How do you define a successful comedy show? We're really getting into subjective viewpoints there.

Comedians can be divided into categories. You have your one-line comics and pun-makers. These are usually best suited to presenting TV shows as it's hard to live off one-liners. Life ain't like the Bob Hope era anymore. A modern pun-maker like Tim Vine can succeed but only a small scale. The sweat coming out of Vine's forehead shows how hard it is.

Next up you have comedians that work off sarcasm and attacking the audience. Sounds easy, but it must be tough. You're ripping into people and you're relying on your quick instincts. A comedian like this is both cunt and master. Cunt for the constant attack on people, master for the dominance it takes to make that work. Jimmy Carr springs to mind. I think he's a cunt, you probably think otherwise.

Last up is the storyteller. Comedians who talk about their own lives in a comedic way. It sounds the easier of all the types. Just stand on stage and tell anecdotes from your own life. But like the confessional writer, it's deceptively hard. This is the most common type of comedy... and as a result it's the one most common with complete failures and with the best stuff. Sheer weight of numbers.

What makes an anecdote comedian work? On the surface, it's saying what we all think but finding the best way to say it. An observational master like Jerry Seinfeld does this, seemingly in his sleep. His SEINFELD co-creator Larry David does a similar thing in the brilliant CURB YOUR ENTHUSIASM.
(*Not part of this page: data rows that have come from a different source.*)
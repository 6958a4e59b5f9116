//! Dashboard statistics over the cached listings.

use serde::{Deserialize, Serialize};

use eventdesk_core::content::{
    recent_events, summarize, top_categories, CategoryCount, DashboardSummary, Event,
};

use super::categories::CategoryService;
use super::events::{EventService, ListEvents};
use super::profiles::{OrganizerService, SpeakerService};
use crate::error::Result;

/// Upper bound on events considered for statistics.
const STATISTICS_LIMIT: u32 = 1000;

/// Everything the dashboard shows.
#[derive(Debug, Clone, PartialEq, Eq, Serialize, Deserialize)]
#[serde(rename_all = "camelCase")]
pub struct Dashboard {
    pub summary: DashboardSummary,
    pub recent_events: Vec<Event>,
    pub top_categories: Vec<CategoryCount>,
}

#[derive(Debug, Clone)]
pub struct DashboardService {
    events: EventService,
    categories: CategoryService,
    speakers: SpeakerService,
    organizers: OrganizerService,
}

impl DashboardService {
    pub fn new(
        events: EventService,
        categories: CategoryService,
        speakers: SpeakerService,
        organizers: OrganizerService,
    ) -> Self {
        Self {
            events,
            categories,
            speakers,
            organizers,
        }
    }

    /// Loads the four listings concurrently and computes the statistics.
    pub async fn load(&self) -> Result<Dashboard> {
        let (events, categories, speakers, organizers) = tokio::try_join!(
            self.events
                .list(ListEvents::new().with_limit(STATISTICS_LIMIT)),
            self.categories.list(),
            self.speakers.list(),
            self.organizers.list(),
        )?;

        Ok(Dashboard {
            summary: summarize(
                &events.items,
                categories.len(),
                speakers.len(),
                organizers.len(),
            ),
            recent_events: recent_events(&events.items),
            top_categories: top_categories(&events.items, &categories),
        })
    }
}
But what makes comedy "art"? What makes Larry David more insightful than Seinfeld?

Comedy should make us think a little. Art should challenge or encourage you to think about things in a different way.

It's a damn hard job... to make someone laugh and make them them think. The best of these are revered as the best comics in most circles. Certainly George Carlin, Bill Hicks and Richard Pryor for pretty much everyone. Lenny Bruce and Billy Connelly for many. Doug Stanhope and Louis CK for Murder Slim.
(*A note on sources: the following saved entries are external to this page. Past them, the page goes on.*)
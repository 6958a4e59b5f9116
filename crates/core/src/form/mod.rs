mod session;
mod slug;

pub use session::EventForm;
pub use slug::{slugify, toggle};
Patrice O'Neal is up there. ELEPHANT IN THE ROOM will offend a lot of people. Some will view it as misogynist, but he actually celebrates the power of women. Some will view it as racist towards white folks, but it interrogates the concept of blackness just as much. And what helps O'Neal is the same thing that works with Stanhope, Pryor, Hicks and Carlin. The guy is just plain likeable and smart. His acting is beautiful too, that gap in his teeth used to look gormless, mean or amiable.

O'Neal isn't ingraciating, he doesn't creep around the audience (witness the hilarious "titty meat" skit from the start of this set) but he's got so many good inisghts you're carried along with him. He's spot on with so many concepts, such as keeping a small white child on his keychain should he ever go missing... knowing that the world will spring into action to save the little white kid.
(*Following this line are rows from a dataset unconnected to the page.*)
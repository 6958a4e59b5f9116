use serde_json::Value;

use crate::content::{Category, Event, Linked, Organizer, Relation, Speaker};
use crate::form::slugify;

use super::fields::{
    array, boolean, entry_id, fields_of, media_url, optional_string, string, timestamp,
};

/// Normalizes a raw event entry.
///
/// Accepts the CMS shape (`sys` + `fields`), the flat shape produced by
/// serializing an [`Event`], and anything in between. Missing or malformed
/// fields fall back to defaults. A missing slug is derived from the title.
pub fn normalize_event(raw: &Value) -> Event {
    let fields = fields_of(raw);
    let title = string(fields, "title");
    let slug = optional_string(fields, "slug").unwrap_or_else(|| slugify(&title));

    Event {
        id: entry_id(raw),
        slug,
        date: string(fields, "date"),
        description: string(fields, "description"),
        banner: media_url(fields.get("banner")),
        is_published: boolean(fields, "isPublished"),
        organizer: fields
            .get("organizer")
            .and_then(|value| relation(value, normalize_organizer))
            .unwrap_or_default(),
        categories: relations(array(fields, "categories"), normalize_category),
        speakers: relations(array(fields, "speakers"), normalize_speaker),
        created_at: timestamp(raw, "createdAt"),
        updated_at: timestamp(raw, "updatedAt"),
        title,
    }
}

/// Normalizes a raw category entry.
pub fn normalize_category(raw: &Value) -> Category {
    let fields = fields_of(raw);
    let title = string(fields, "title");
    let slug = optional_string(fields, "slug").unwrap_or_else(|| slugify(&title));

    Category {
        id: entry_id(raw),
        title,
        slug,
        color: optional_string(fields, "color"),
    }
}

/// Normalizes a raw speaker entry.
pub fn normalize_speaker(raw: &Value) -> Speaker {
    let fields = fields_of(raw);

    Speaker {
        id: entry_id(raw),
        name: string(fields, "name"),
        bio: optional_string(fields, "bio"),
        avatar: media_url(fields.get("image").or_else(|| fields.get("avatar"))),
    }
}

/// Normalizes a raw organizer (`author`) entry.
pub fn normalize_organizer(raw: &Value) -> Organizer {
    let fields = fields_of(raw);

    Organizer {
        id: entry_id(raw),
        name: string(fields, "name"),
        email: optional_string(fields, "email"),
        avatar: media_url(fields.get("image").or_else(|| fields.get("avatar"))),
    }
}

/// Interprets one relation value.
///
/// A bare string is an id. An object with human-readable fields is resolved;
/// an object with only an id (`sys.id` or `id`) is unresolved. Anything else,
/// including objects without any id, is dropped.
fn relation<T: Linked>(value: &Value, normalize: fn(&Value) -> T) -> Option<Relation<T>> {
    match value {
        Value::String(id) => Some(Relation::Unresolved(id.clone())),
        Value::Object(_) if is_resolved(value) => Some(Relation::Resolved(normalize(value))),
        Value::Object(_) => {
            let id = entry_id(value);
            (!id.is_empty()).then_some(Relation::Unresolved(id))
        }
        _ => None,
    }
}

fn relations<T: Linked>(values: &[Value], normalize: fn(&Value) -> T) -> Vec<Relation<T>> {
    values
        .iter()
        .filter_map(|value| relation(value, normalize))
        .collect()
}

fn is_resolved(value: &Value) -> bool {
    value.get("fields").is_some_and(Value::is_object)
        || ["name", "title"]
            .iter()
            .any(|key| value.get(*key).is_some_and(Value::is_string))
}

#[cfg(test)]
mod tests {
    use super::*;
    use crate::content::demo_events;
    use serde_json::json;

    fn renormalize(event: &Event) -> Event {
        normalize_event(&serde_json::to_value(event).unwrap())
    }

    #[test]
    fn test_bare_string_organizer() {
        let event = normalize_event(&json!({
            "sys": {"id": "e-1"},
            "fields": {"title": "Rust Meetup", "organizer": "org-1"}
        }));

        assert_eq!(event.organizer, Relation::Unresolved("org-1".to_string()));
        let organizer = event.organizer_record();
        assert_eq!(organizer.id, "org-1");
        assert_eq!(organizer.name, "");
    }

    #[test]
    fn test_three_relation_shapes() {
        let event = normalize_event(&json!({
            "sys": {"id": "e-1"},
            "fields": {
                "title": "Rust Meetup",
                "categories": [
                    "1",
                    {"sys": {"type": "Link", "linkType": "Entry", "id": "2"}},
                    {"sys": {"id": "3"}, "fields": {"title": "Design", "slug": "design"}},
                    {"id": "4", "title": "Programming"}
                ]
            }
        }));

        assert_eq!(
            event.categories,
            vec![
                Relation::Unresolved("1".to_string()),
                Relation::Unresolved("2".to_string()),
                Relation::Resolved(Category::new("3", "Design", "design")),
                Relation::Resolved(Category::new("4", "Programming", "programming")),
            ]
        );
    }

    #[test]
    fn test_resolved_organizer_wins() {
        let event = normalize_event(&json!({
            "fields": {
                "organizer": {
                    "sys": {"id": "org-1"},
                    "fields": {"name": "Tech Events Inc", "email": "contact@techevents.com"}
                }
            }
        }));

        assert_eq!(event.organizer_name(), "Tech Events Inc");
        assert_eq!(
            event.organizer_record().email.as_deref(),
            Some("contact@techevents.com")
        );
    }

    #[test]
    fn test_missing_fields_degrade_to_defaults() {
        let event = normalize_event(&json!({"sys": {"id": "e-9"}}));

        assert_eq!(event.id, "e-9");
        assert_eq!(event.title, "");
        assert_eq!(event.slug, "");
        assert!(!event.is_published);
        assert!(event.categories.is_empty());
        assert_eq!(event.organizer, Relation::Unresolved(String::new()));
        assert_eq!(event.organizer_name(), Organizer::UNKNOWN);
        assert_eq!(event.banner, None);
    }

    #[test]
    fn test_malformed_payloads_never_panic() {
        for raw in [
            json!(null),
            json!(42),
            json!("event"),
            json!([]),
            json!({"fields": null}),
            json!({"fields": {"categories": {"not": "a list"}, "organizer": 7}}),
            json!({"fields": {"speakers": [null, 1, {}, {"foo": "bar"}]}}),
        ] {
            let event = normalize_event(&raw);
            assert!(event.speakers.is_empty());
        }
    }

    #[test]
    fn test_slug_derived_when_missing() {
        let event = normalize_event(&json!({"fields": {"title": "My Awesome Event!! 2025"}}));
        assert_eq!(event.slug, "my-awesome-event-2025");

        let explicit = normalize_event(&json!({"fields": {"title": "X", "slug": "keep-me"}}));
        assert_eq!(explicit.slug, "keep-me");
    }

    #[test]
    fn test_banner_asset_url() {
        let event = normalize_event(&json!({
            "fields": {
                "banner": {"fields": {"file": {"url": "//images.ctfassets.net/space/banner.png"}}}
            }
        }));

        assert_eq!(
            event.banner.as_deref(),
            Some("https://images.ctfassets.net/space/banner.png")
        );
    }

    #[test]
    fn test_event_normalization_is_idempotent() {
        let raw = json!({
            "sys": {"id": "e-1", "createdAt": "2025-01-05T10:00:00.000Z"},
            "fields": {
                "title": "TypeScript Mastery Bootcamp",
                "date": "2025-11-15T12:00:00Z",
                "isPublished": true,
                "organizer": {"sys": {"id": "5"}, "fields": {"name": "TS Devs"}},
                "categories": ["4", {"sys": {"id": "2"}, "fields": {"title": "Web", "color": "#10B981"}}],
                "speakers": [{"sys": {"id": "7"}}, {"id": "8", "name": "Emily Zhang", "bio": ""}],
                "banner": {"fields": {"file": {"url": "//img/x.png"}}}
            }
        });

        let once = normalize_event(&raw);
        assert_eq!(renormalize(&once), once);
    }

    #[test]
    fn test_demo_events_are_fixed_points() {
        for event in demo_events() {
            assert_eq!(renormalize(&event), event);
        }
    }

    #[test]
    fn test_unresolved_organizer_is_fixed_point() {
        let once = normalize_event(&json!({"fields": {"title": "Solo"}}));
        assert_eq!(renormalize(&once), once);
    }

    #[test]
    fn test_profile_normalizers() {
        let speaker = normalize_speaker(&json!({
            "sys": {"id": "s-1"},
            "fields": {"name": "John Doe", "bio": "React core team member"}
        }));
        assert_eq!(speaker, Speaker::new("s-1", "John Doe").with_bio("React core team member"));

        let organizer = normalize_organizer(&json!({
            "sys": {"id": "o-1"},
            "fields": {"name": "Design Guild", "image": "//img/guild.png"}
        }));
        assert_eq!(organizer.avatar.as_deref(), Some("https://img/guild.png"));
        assert_eq!(
            normalize_organizer(&serde_json::to_value(&organizer).unwrap()),
            organizer
        );

        let category = normalize_category(&json!({"id": "3", "title": "Design"}));
        assert_eq!(category.slug, "design");
    }
}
O'Neal pops up on DEF JAM now and then but is head and shoulders above the comedians on that. He doesn't need editing to cut to a falsely roaring crowd, he doesn't rely on jokes purely for a black audience, and the jokes are distinctively from him. And, no matter what some might say, O'Neal is right a hell of a lot more often than he's wrong.

The title of ELEPHANT IN THE ROOM is an intentional joke, of course. O'Neal is a fat guy who died of a stroke in his early forties. But the ironic spin to the title is spot on. O'Neal commands your attention and you can't keep your eyes or ears off him. Isn't that what makes a great comic?